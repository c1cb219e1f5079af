use std::collections::{HashMap, HashSet};

use serde::{Deserialize, Serialize};

use super::error::TriageError;
use super::text::tokenize;

/// One category of the lexicon as it appears in configuration.
#[derive(Debug, Clone, PartialEq, Eq, Serialize, Deserialize)]
pub struct CategoryRule {
    pub name: String,
    #[serde(default)]
    pub keywords: Vec<String>,
}

impl CategoryRule {
    pub fn new(name: &str, keywords: &[&str]) -> Self {
        CategoryRule {
            name: name.to_string(),
            keywords: keywords.iter().map(|k| k.to_string()).collect(),
        }
    }
}

#[derive(Debug, Clone)]
struct CompiledCategory {
    name: String,
    /// Each trigger is a token sequence; single words have length 1.
    triggers: Vec<Vec<String>>,
}

/// Validated, ordered category set with its trigger words.
///
/// The position of a category in the lexicon is the tie-break order used by
/// the fallback classifier.
#[derive(Debug, Clone)]
pub struct Lexicon {
    categories: Vec<CompiledCategory>,
    default_index: usize,
}

impl Lexicon {
    /// Builds a lexicon from rules given in priority order.
    ///
    /// Every category other than the default needs at least one trigger word.
    pub fn new(rules: Vec<CategoryRule>, default_category: &str) -> Result<Self, TriageError> {
        if rules.is_empty() {
            return Err(TriageError::NoCategories);
        }

        let default_category = default_category.trim();
        let mut seen = HashSet::new();
        let mut categories = Vec::with_capacity(rules.len());

        for rule in rules {
            let name = rule.name.trim().to_string();
            if !seen.insert(name.clone()) {
                return Err(TriageError::DuplicateCategory(name));
            }

            let mut triggers: Vec<Vec<String>> = Vec::new();
            for keyword in &rule.keywords {
                let tokens = tokenize(keyword);
                if !tokens.is_empty() && !triggers.contains(&tokens) {
                    triggers.push(tokens);
                }
            }

            if triggers.is_empty() && name != default_category {
                return Err(TriageError::EmptyTriggerSet(name));
            }

            categories.push(CompiledCategory { name, triggers });
        }

        let default_index = categories
            .iter()
            .position(|c| c.name == default_category)
            .ok_or_else(|| TriageError::UnknownDefaultCategory(default_category.to_string()))?;

        Ok(Lexicon {
            categories,
            default_index,
        })
    }

    /// Builds a lexicon from a trigger map whose iteration order carries no
    /// meaning. The ordering is mandatory as soon as there is more than one
    /// category; every category of the map must have a position in it.
    pub fn from_unordered(
        triggers: HashMap<String, Vec<String>>,
        ordering: Option<&[String]>,
        default_category: &str,
    ) -> Result<Self, TriageError> {
        let ordering = match ordering {
            Some(ordering) => ordering.to_vec(),
            None if triggers.len() <= 1 => triggers.keys().cloned().collect(),
            None => {
                let mut names: Vec<&String> = triggers.keys().collect();
                names.sort();
                return Err(TriageError::MissingOrdering(names[0].clone()));
            }
        };

        let mut unplaced: Vec<&String> = triggers
            .keys()
            .filter(|name| !ordering.contains(*name))
            .collect();
        unplaced.sort();
        if let Some(name) = unplaced.first() {
            return Err(TriageError::MissingOrdering((*name).clone()));
        }

        let rules = ordering
            .into_iter()
            .map(|name| {
                let keywords = triggers.get(&name).cloned().unwrap_or_default();
                CategoryRule { name, keywords }
            })
            .collect();

        Self::new(rules, default_category)
    }

    /// Category names in priority order.
    pub fn categories(&self) -> impl Iterator<Item = &str> {
        self.categories.iter().map(|c| c.name.as_str())
    }

    pub fn category_names(&self) -> Vec<String> {
        self.categories().map(str::to_string).collect()
    }

    pub fn len(&self) -> usize {
        self.categories.len()
    }

    pub fn is_empty(&self) -> bool {
        self.categories.is_empty()
    }

    pub fn default_category(&self) -> &str {
        &self.categories[self.default_index].name
    }

    pub fn contains(&self, category: &str) -> bool {
        self.categories.iter().any(|c| c.name == category)
    }

    /// Maps a loosely written category name (case, surrounding spaces) to the
    /// configured spelling.
    pub fn canonical(&self, category: &str) -> Option<&str> {
        let wanted = category.trim();
        self.categories
            .iter()
            .find(|c| c.name.eq_ignore_ascii_case(wanted))
            .map(|c| c.name.as_str())
    }

    /// Trigger hit count for every category, in lexicon order.
    pub(crate) fn scores(&self, tokens: &[String]) -> Vec<usize> {
        self.categories
            .iter()
            .map(|category| {
                category
                    .triggers
                    .iter()
                    .map(|trigger| count_occurrences(tokens, trigger))
                    .sum()
            })
            .collect()
    }

    pub(crate) fn name_at(&self, index: usize) -> &str {
        &self.categories[index].name
    }
}

fn count_occurrences(tokens: &[String], trigger: &[String]) -> usize {
    if trigger.is_empty() || tokens.len() < trigger.len() {
        return 0;
    }
    tokens.windows(trigger.len()).filter(|window| *window == trigger).count()
}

Problem requirements =
Within the listing above, find every line containing the string "Deserialize" and return it.

Result =
use serde::{Deserialize, Serialize};
#[derive(Debug, Clone, PartialEq, Eq, Serialize, Deserialize)]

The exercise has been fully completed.